One way to solve this challenge is to surface more UX specialist, but I see more challenges with that and believe it doesn’t solve the challenge head-on.

What’s the challenge?

Domain experts lack the mental model to leverage technology and kickstart their product vision. The tools to make this easy are increasing and a new category of technology called nocode is leading the charge, but the knowledge gap isn’t closing fast enough.

This was the thought behind starting the MVPskool in 2018, a tech education community for domain experts who want to venture with tech. The mission of MVPskool is clear, empower non-techies to design market relevant solutions with technology. The desired outcome is to discover niche business models that can be amplified by technology.

Good ideas need to meet with good resources to make things happen — Mitchell Elegbe

There will be many failed starts, and many pivots.

Minimum viable products help answer hard questions, getting into the hands of customers shouldn’t be equally difficult.

Every idea is valid, but must be proven in the market. Transforming from an idea to a viable business will take more than code. Team dynamics, storytelling, PR, branding, and customer success are sub components necessary for an idea to take off in the market.
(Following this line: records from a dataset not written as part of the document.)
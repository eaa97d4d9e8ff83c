//! Two-priority job queue: a Redis LIST of job IDs per queue name, paired
//! with a HASH per job ID holding the record fields. A Streams consumer
//! group can't cheaply expose `position()` or `atFront`, so each queue is
//! plain `LPUSH`/`RPUSH`/`LPOS`/`LREM` on a list, with state transitions
//! applied via `HSET` and expiry enforced with `EXPIRE` on the hash key.

use std::collections::HashMap;

use chrono::{DateTime, Utc};
use redis::aio::MultiplexedConnection;
use redis::AsyncCommands;
use tracing::{debug, info};

use framecache_kv::KvClient;
use framecache_models::{JobId, JobRecord, JobState, QueueName, VideoId};

use crate::error::{QueueError, QueueResult};
use crate::job::EnqueueOptions;

/// Sorted set of started-but-not-finished job IDs, scored by start time, so
/// `reap_timed_out` can find jobs stuck past their `timeout_secs` without
/// scanning every job hash.
const STARTED_INDEX_KEY: &str = "jobs:started";

/// Fallback when a job hash somehow lacks a `timeout_secs` field.
const DEFAULT_RENDER_TIMEOUT_SECS: i64 = 30;

#[derive(Clone)]
pub struct JobQueue {
    conn: MultiplexedConnection,
}

impl JobQueue {
    pub fn new(kv: &KvClient) -> Self {
        Self {
            conn: kv.raw_connection(),
        }
    }

    fn list_key(queue: QueueName) -> String {
        format!("queue:{queue}")
    }

    fn hash_key(job_id: &JobId) -> String {
        format!("job:{job_id}")
    }

    fn record_to_fields(record: &JobRecord) -> Vec<(String, String)> {
        let mut fields = vec![
            ("video_id".to_string(), record.video_id.to_string()),
            ("time".to_string(), record.time.to_string()),
            ("is_livestream".to_string(), record.is_livestream.to_string()),
            (
                "update_accounting".to_string(),
                record.update_accounting.to_string(),
            ),
            ("queue".to_string(), record.queue.to_string()),
            ("state".to_string(), record.state.to_string()),
            ("queued_at".to_string(), record.queued_at.to_rfc3339()),
        ];
        if let Some(title) = &record.title {
            fields.push(("title".to_string(), title.clone()));
        }
        if let Some(started_at) = record.started_at {
            fields.push(("started_at".to_string(), started_at.to_rfc3339()));
        }
        if let Some(finished_at) = record.finished_at {
            fields.push(("finished_at".to_string(), finished_at.to_rfc3339()));
        }
        if let Some(reason) = &record.failure_reason {
            fields.push(("failure_reason".to_string(), reason.clone()));
        }
        fields
    }

    fn fields_to_record(job_id: &JobId, fields: HashMap<String, String>) -> QueueResult<JobRecord> {
        let video_id = fields
            .get("video_id")
            .ok_or_else(|| QueueError::CorruptRecord(format!("{job_id} missing video_id")))?;
        let video_id = VideoId::parse(video_id.clone())
            .map_err(|e| QueueError::CorruptRecord(format!("{job_id}: {e}")))?;
        let time: f64 = fields
            .get("time")
            .and_then(|s| s.parse().ok())
            .ok_or_else(|| QueueError::CorruptRecord(format!("{job_id} missing time")))?;
        let is_livestream = fields.get("is_livestream").map(|s| s == "true").unwrap_or(false);
        let update_accounting = fields
            .get("update_accounting")
            .map(|s| s == "true")
            .unwrap_or(false);
        let queue: QueueName = fields
            .get("queue")
            .and_then(|s| s.parse().ok())
            .ok_or_else(|| QueueError::CorruptRecord(format!("{job_id} missing queue")))?;
        let state: JobState = fields
            .get("state")
            .and_then(|s| s.parse().ok())
            .unwrap_or_default();
        let queued_at = fields
            .get("queued_at")
            .and_then(|s| DateTime::parse_from_rfc3339(s).ok())
            .map(|dt| dt.with_timezone(&Utc))
            .unwrap_or_else(Utc::now);
        let started_at = fields
            .get("started_at")
            .and_then(|s| DateTime::parse_from_rfc3339(s).ok())
            .map(|dt| dt.with_timezone(&Utc));
        let finished_at = fields
            .get("finished_at")
            .and_then(|s| DateTime::parse_from_rfc3339(s).ok())
            .map(|dt| dt.with_timezone(&Utc));

        Ok(JobRecord {
            job_id: job_id.clone(),
            video_id,
            time,
            title: fields.get("title").cloned(),
            is_livestream,
            update_accounting,
            queue,
            state,
            queued_at,
            started_at,
            finished_at,
            failure_reason: fields.get("failure_reason").cloned(),
        })
    }

    /// Current record for `job_id`, regardless of which queue it was
    /// enqueued under. `None` if no live record exists.
    pub async fn fetch_job(&self, job_id: &JobId) -> QueueResult<Option<JobRecord>> {
        let mut conn = self.conn.clone();
        let key = Self::hash_key(job_id);
        let fields: HashMap<String, String> = conn.hgetall(&key).await?;
        if fields.is_empty() {
            return Ok(None);
        }
        Ok(Some(Self::fields_to_record(job_id, fields)?))
    }

    /// Push `record` onto `queue` and write its hash. Callers are expected
    /// to have called `fetch_job` first to avoid duplicating a live record.
    pub async fn enqueue(
        &self,
        queue: QueueName,
        record: &JobRecord,
        opts: EnqueueOptions,
    ) -> QueueResult<()> {
        let mut conn = self.conn.clone();
        let list_key = Self::list_key(queue);
        let hash_key = Self::hash_key(&record.job_id);

        let mut fields = Self::record_to_fields(record);
        fields.push(("ttl_secs".to_string(), opts.ttl.as_secs().to_string()));
        fields.push((
            "failure_ttl_secs".to_string(),
            opts.failure_ttl.as_secs().to_string(),
        ));
        fields.push(("timeout_secs".to_string(), opts.timeout.as_secs().to_string()));

        let _: () = conn.hset_multiple(&hash_key, &fields).await?;
        if opts.at_front {
            let _: () = conn.lpush(&list_key, record.job_id.as_str()).await?;
        } else {
            let _: () = conn.rpush(&list_key, record.job_id.as_str()).await?;
        }
        debug!(job_id = %record.job_id, %queue, at_front = opts.at_front, "enqueued job");
        Ok(())
    }

    /// Remove a job's record and list entry. Callers should only do this
    /// while the job is `queued`; the caller is expected to check that via
    /// `fetch_job` first.
    pub async fn remove(&self, queue: QueueName, job_id: &JobId) -> QueueResult<()> {
        let mut conn = self.conn.clone();
        let list_key = Self::list_key(queue);
        let hash_key = Self::hash_key(job_id);
        let _: i64 = conn.lrem(&list_key, 0, job_id.as_str()).await?;
        let _: () = conn.del(&hash_key).await?;
        Ok(())
    }

    /// Administrative drain: remove every queued job's hash and clear the list.
    pub async fn empty(&self, queue: QueueName) -> QueueResult<()> {
        let mut conn = self.conn.clone();
        let list_key = Self::list_key(queue);
        let job_ids: Vec<String> = conn.lrange(&list_key, 0, -1).await?;
        for id in &job_ids {
            let hash_key = Self::hash_key(&JobId::from_string(id.clone()));
            let _: () = conn.del(&hash_key).await?;
        }
        let _: () = conn.del(&list_key).await?;
        info!(%queue, drained = job_ids.len(), "cleared queue");
        Ok(())
    }

    /// 0-based index within the queued region, or `None` if the job has
    /// already been popped (started/finished/absent).
    pub async fn position(&self, queue: QueueName, job_id: &JobId) -> QueueResult<Option<i64>> {
        let mut conn = self.conn.clone();
        let list_key = Self::list_key(queue);
        let pos: Option<i64> = conn
            .lpos(&list_key, job_id.as_str(), redis::LposOptions::default())
            .await?;
        Ok(pos)
    }

    pub async fn len(&self, queue: QueueName) -> QueueResult<i64> {
        let mut conn = self.conn.clone();
        let len: i64 = conn.llen(&Self::list_key(queue)).await?;
        Ok(len)
    }

    pub async fn mark_started(&self, job_id: &JobId) -> QueueResult<()> {
        let mut conn = self.conn.clone();
        let hash_key = Self::hash_key(job_id);
        let now = Utc::now();
        let _: () = conn
            .hset_multiple(
                &hash_key,
                &[
                    ("state", JobState::Started.as_str()),
                    ("started_at", now.to_rfc3339().as_str()),
                ],
            )
            .await?;
        let _: () = conn
            .zadd(STARTED_INDEX_KEY, job_id.as_str(), now.timestamp() as f64)
            .await?;
        Ok(())
    }

    pub async fn mark_finished(&self, queue: QueueName, job_id: &JobId) -> QueueResult<()> {
        let mut conn = self.conn.clone();
        let list_key = Self::list_key(queue);
        let hash_key = Self::hash_key(job_id);
        let now = Utc::now().to_rfc3339();
        let _: () = conn
            .hset_multiple(
                &hash_key,
                &[
                    ("state", JobState::Finished.as_str()),
                    ("finished_at", now.as_str()),
                ],
            )
            .await?;
        let ttl_secs: Option<String> = conn.hget(&hash_key, "ttl_secs").await?;
        if let Some(ttl) = ttl_secs.and_then(|s| s.parse::<i64>().ok()) {
            let _: () = conn.expire(&hash_key, ttl).await?;
        }
        let _: i64 = conn.lrem(&list_key, 0, job_id.as_str()).await?;
        let _: () = conn.zrem(STARTED_INDEX_KEY, job_id.as_str()).await?;
        Ok(())
    }

    pub async fn mark_failed(
        &self,
        queue: QueueName,
        job_id: &JobId,
        reason: &str,
    ) -> QueueResult<()> {
        let mut conn = self.conn.clone();
        let list_key = Self::list_key(queue);
        let hash_key = Self::hash_key(job_id);
        let now = Utc::now().to_rfc3339();
        let _: () = conn
            .hset_multiple(
                &hash_key,
                &[
                    ("state", JobState::Failed.as_str()),
                    ("finished_at", now.as_str()),
                    ("failure_reason", reason),
                ],
            )
            .await?;
        let failure_ttl_secs: Option<String> = conn.hget(&hash_key, "failure_ttl_secs").await?;
        if let Some(ttl) = failure_ttl_secs.and_then(|s| s.parse::<i64>().ok()) {
            let _: () = conn.expire(&hash_key, ttl).await?;
        }
        let _: i64 = conn.lrem(&list_key, 0, job_id.as_str()).await?;
        let _: () = conn.zrem(STARTED_INDEX_KEY, job_id.as_str()).await?;
        Ok(())
    }

    /// Mark any `started` job whose `timeout_secs` has elapsed as failed, so
    /// a hung render (wedged extractor child, dead worker process) doesn't
    /// stay `started` forever. Safe to call from multiple worker processes:
    /// a job already reaped (or otherwise no longer `started`) is just
    /// dropped from the started-index without being re-marked.
    pub async fn reap_timed_out(&self) -> QueueResult<usize> {
        let mut conn = self.conn.clone();
        let now = Utc::now().timestamp();
        let members: Vec<(String, f64)> = conn.zrange_withscores(STARTED_INDEX_KEY, 0, -1).await?;

        let mut reaped = 0;
        for (id, started_at) in members {
            let job_id = JobId::from_string(id.clone());
            let hash_key = Self::hash_key(&job_id);
            let timeout_secs: Option<String> = conn.hget(&hash_key, "timeout_secs").await?;
            let timeout_secs = timeout_secs
                .and_then(|s| s.parse::<i64>().ok())
                .unwrap_or(DEFAULT_RENDER_TIMEOUT_SECS);

            if now - started_at as i64 <= timeout_secs {
                continue;
            }

            match self.fetch_job(&job_id).await? {
                Some(record) if record.state == JobState::Started => {
                    self.mark_failed(record.queue, &job_id, "render timed out").await?;
                    reaped += 1;
                }
                _ => {
                    let _: () = conn.zrem(STARTED_INDEX_KEY, &id).await?;
                }
            }
        }
        Ok(reaped)
    }

    /// Pop the head of the first non-empty queue in `queues` order and mark
    /// it started. Used by the worker harness's round-robin dequeue: callers
    /// rotate the order of `queues` between calls to alternate priority.
    pub async fn pop_round_robin(
        &self,
        queues: &[QueueName],
    ) -> QueueResult<Option<(QueueName, JobRecord)>> {
        for &queue in queues {
            let mut conn = self.conn.clone();
            let list_key = Self::list_key(queue);
            let popped: Option<String> = conn.lpop(&list_key, None).await?;
            if let Some(id) = popped {
                let job_id = JobId::from_string(id);
                self.mark_started(&job_id).await?;
                if let Some(record) = self.fetch_job(&job_id).await? {
                    return Ok(Some((queue, record)));
                }
            }
        }
        Ok(None)
    }
}

#[cfg(test)]
mod tests {
    use super::*;
    use framecache_models::JobId;

    #[test]
    fn list_and_hash_keys_are_namespaced_by_queue_and_job() {
        assert_eq!(JobQueue::list_key(QueueName::High), "queue:high");
        assert_eq!(JobQueue::list_key(QueueName::Default), "queue:default");
        let job_id = JobId::from_string("jNQXAC9IVRw-0.0");
        assert_eq!(JobQueue::hash_key(&job_id), "job:jNQXAC9IVRw-0.0");
    }

    #[test]
    fn fields_to_record_rejects_missing_video_id() {
        let job_id = JobId::from_string("jNQXAC9IVRw-0.0");
        let fields = HashMap::new();
        let result = JobQueue::fields_to_record(&job_id, fields);
        assert!(result.is_err());
    }
}
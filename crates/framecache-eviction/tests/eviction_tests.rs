//! Eviction integration tests: tempdir storage root against a real Redis
//! instance reached via `REDIS_URL`.

use framecache_eviction::{EvictionConfig, EvictionEngine, STORAGE_USED_KEY};
use framecache_kv::KvClient;
use framecache_models::VideoId;
use framecache_queue::JobQueue;
use framecache_storage::ThumbnailStore;

async fn connect() -> KvClient {
    dotenvy::dotenv().ok();
    let redis_url = std::env::var("REDIS_URL").unwrap_or_else(|_| "redis://localhost:6379".to_string());
    KvClient::connect(&redis_url).await.expect("connect to redis")
}

#[tokio::test]
#[ignore = "requires Redis"]
async fn cleanup_enqueue_is_idempotent_while_a_cleanup_job_is_in_flight() {
    let dir = tempfile::tempdir().expect("tempdir");
    let kv = connect().await;
    let queue = JobQueue::new(&kv);
    let store = ThumbnailStore::new(dir.path(), kv.clone());
    let engine = EvictionEngine::new(kv, store, queue.clone(), EvictionConfig::default());

    engine.enqueue_cleanup().await.expect("enqueue cleanup");
    let job_id = framecache_models::JobId::cleanup();
    let first = queue.fetch_job(&job_id).await.expect("fetch").expect("present");

    engine.enqueue_cleanup().await.expect("enqueue cleanup again");
    let second = queue.fetch_job(&job_id).await.expect("fetch").expect("present");

    assert_eq!(first.queued_at, second.queued_at);
}

#[tokio::test]
#[ignore = "requires Redis"]
async fn run_cleanup_pass_evicts_lowest_score_video_when_over_target() {
    let dir = tempfile::tempdir().expect("tempdir");
    let kv = connect().await;
    let queue = JobQueue::new(&kv);
    let store = ThumbnailStore::new(dir.path(), kv.clone());

    let old_video = VideoId::parse("jNQXAC9IVRw").expect("valid videoID");
    let new_video = VideoId::parse("dQw4w9WgXcQ").expect("valid videoID");
    for video_id in [&old_video, &new_video] {
        store.ensure_video_dir(video_id).await.expect("create dir");
        let path = store.image_path(video_id, 0.0, false);
        store.write_image(&path, &vec![1u8; 4096]).await.expect("write image");
        store.touch_last_used(video_id).await;
    }

    let config = EvictionConfig {
        max_size: 4096,
        cleanup_multiplier: 0.5,
        redis_offset_allowed: 10,
    };
    let engine = EvictionEngine::new(kv.clone(), store.clone(), queue, config);
    engine.run_cleanup_pass().await.expect("run cleanup pass");

    let storage_used: u64 = kv
        .get(STORAGE_USED_KEY)
        .await
        .expect("get")
        .and_then(|s| s.parse().ok())
        .unwrap_or(0);
    assert!(storage_used <= config.target());
}
//! LRU eviction over the thumbnail storage root: a cleanup job triggered by
//! size or staleness, reconciled against the filesystem, and a two-phase
//! eviction loop (orphan sweep, then lowest-score `last-used` eviction).

pub mod config;
pub mod engine;
pub mod error;
pub mod fs_scan;

pub use config::EvictionConfig;
pub use engine::{EvictionEngine, LAST_STORAGE_CHECK_KEY, STORAGE_USED_KEY};
pub use error::{EvictionError, EvictionResult};
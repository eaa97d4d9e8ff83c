//! Layered application configuration: a base YAML file plus `FRAMECACHE_`-prefixed
//! environment overrides, matching the schema in the external-interfaces contract.

use serde::Deserialize;

#[derive(Debug, Clone, Deserialize)]
pub struct ServerConfig {
    pub host: String,
    pub port: u16,
    pub worker_health_check_port: u16,
    #[serde(default)]
    pub reload: bool,
}

#[derive(Debug, Clone, Deserialize)]
pub struct ThumbnailStorageConfig {
    pub path: String,
    pub max_size: u64,
    pub cleanup_multiplier: f64,
    pub redis_offset_allowed: i64,
    pub max_before_async_generation: i64,
    pub max_queue_size: i64,
}

#[derive(Debug, Clone, Deserialize)]
pub struct RedisConfig {
    pub host: String,
    pub port: u16,
}

impl RedisConfig {
    pub fn url(&self) -> String {
        format!("redis://{}:{}", self.host, self.port)
    }
}

#[derive(Debug, Clone, Deserialize)]
pub struct YtAuthConfig {
    pub visitor_data: Option<String>,
}

#[derive(Debug, Clone, Deserialize)]
pub struct AppConfig {
    pub server: ServerConfig,
    pub thumbnail_storage: ThumbnailStorageConfig,
    pub redis: RedisConfig,
    pub default_max_height: u32,
    pub status_auth_password: String,
    pub front_auth: String,
    pub floatie_auth: String,
    #[serde(default)]
    pub yt_auth: YtAuthConfig,
    #[serde(default)]
    pub try_floatie: bool,
    #[serde(default)]
    pub try_floatie_for_live: bool,
    #[serde(default = "default_true")]
    pub try_ytdlp: bool,
    #[serde(default)]
    pub skip_local_ffmpeg: bool,
    pub proxy_url: Option<String>,
    pub proxy_urls: Option<Vec<String>>,
    pub proxy_token: Option<String>,
    pub max_concurrent_renders: i64,
    pub max_concurrent_ytdlp: i64,
    #[serde(default)]
    pub debug: bool,
}

impl Default for YtAuthConfig {
    fn default() -> Self {
        Self { visitor_data: None }
    }
}

fn default_true() -> bool {
    true
}

impl AppConfig {
    /// Layer a base YAML file (path from `FRAMECACHE_CONFIG`, defaulting to
    /// `config.yaml`) with `FRAMECACHE_`-prefixed environment overrides.
    pub fn load() -> Result<Self, config::ConfigError> {
        let config_path = std::env::var("FRAMECACHE_CONFIG").unwrap_or_else(|_| "config.yaml".to_string());

        let settings = config::Config::builder()
            .add_source(config::File::with_name(&config_path).required(false))
            .add_source(
                config::Environment::with_prefix("FRAMECACHE")
                    .separator("__")
                    .try_parsing(true),
            )
            .build()?;

        settings.try_deserialize()
    }
}
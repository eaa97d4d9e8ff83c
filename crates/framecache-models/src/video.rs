//! Video identifier.

use std::fmt;
use std::str::FromStr;

use schemars::JsonSchema;
use serde::{Deserialize, Serialize};
use thiserror::Error;

/// An 11-character token identifying a third-party video, e.g. a YouTube ID.
///
/// Matches `[A-Za-z0-9_-]{11}`.
#[derive(Debug, Clone, PartialEq, Eq, Hash, PartialOrd, Ord, Serialize, Deserialize, JsonSchema)]
#[serde(transparent)]
pub struct VideoId(String);

#[derive(Debug, Error, PartialEq, Eq)]
pub enum VideoIdError {
    #[error("videoID must be exactly 11 characters, got {0}")]
    WrongLength(usize),
    #[error("videoID contains characters outside [A-Za-z0-9_-]")]
    InvalidCharacters,
}

impl VideoId {
    /// Validate and wrap a video ID token.
    pub fn parse(s: impl Into<String>) -> Result<Self, VideoIdError> {
        let s = s.into();
        if s.len() != 11 {
            return Err(VideoIdError::WrongLength(s.len()));
        }
        if !s
            .chars()
            .all(|c| c.is_ascii_alphanumeric() || c == '_' || c == '-')
        {
            return Err(VideoIdError::InvalidCharacters);
        }
        Ok(Self(s))
    }

    pub fn as_str(&self) -> &str {
        &self.0
    }
}

impl fmt::Display for VideoId {
    fn fmt(&self, f: &mut fmt::Formatter<'_>) -> fmt::Result {
        write!(f, "{}", self.0)
    }
}

impl FromStr for VideoId {
    type Err = VideoIdError;

    fn from_str(s: &str) -> Result<Self, Self::Err> {
        Self::parse(s)
    }
}

impl AsRef<str> for VideoId {
    fn as_ref(&self) -> &str {
        &self.0
    }
}

#[cfg(test)]
mod tests {
    use super::*;

    #[test]
    fn accepts_valid_token() {
        assert!(VideoId::parse("jNQXAC9IVRw").is_ok());
        assert!(VideoId::parse("bdq-IYxhByw").is_ok());
    }

    #[test]
    fn rejects_wrong_length() {
        assert_eq!(
            VideoId::parse("short"),
            Err(VideoIdError::WrongLength(5))
        );
    }

    #[test]
    fn rejects_invalid_characters() {
        assert_eq!(
            VideoId::parse("abc def ghij"),
            Err(VideoIdError::WrongLength(12))
        );
        assert_eq!(
            VideoId::parse("abc def!ghi"),
            Err(VideoIdError::InvalidCharacters)
        );
    }
}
Having a great idea for a product is important, but having a great idea for product distribution is even more important — Reid Hoffman

MVPSkool is igniting tomorrows solutions by educating the founders today. Two of my early inspirations for the MVPskool are Board of Innovation and HyperIsland. The goal is to de-risk STARTING for non-techies — reducing cost to launch, time to launch and optimising for profitability.

To allow a lot more experimentation to happen at the lower levels in Africa, we need to look at a lot less sophisticated approaches — Victor Asemota

Out of this community of non-techies, new ventures will rise to solve real problems.

Interested in joining this movement? follow for updates.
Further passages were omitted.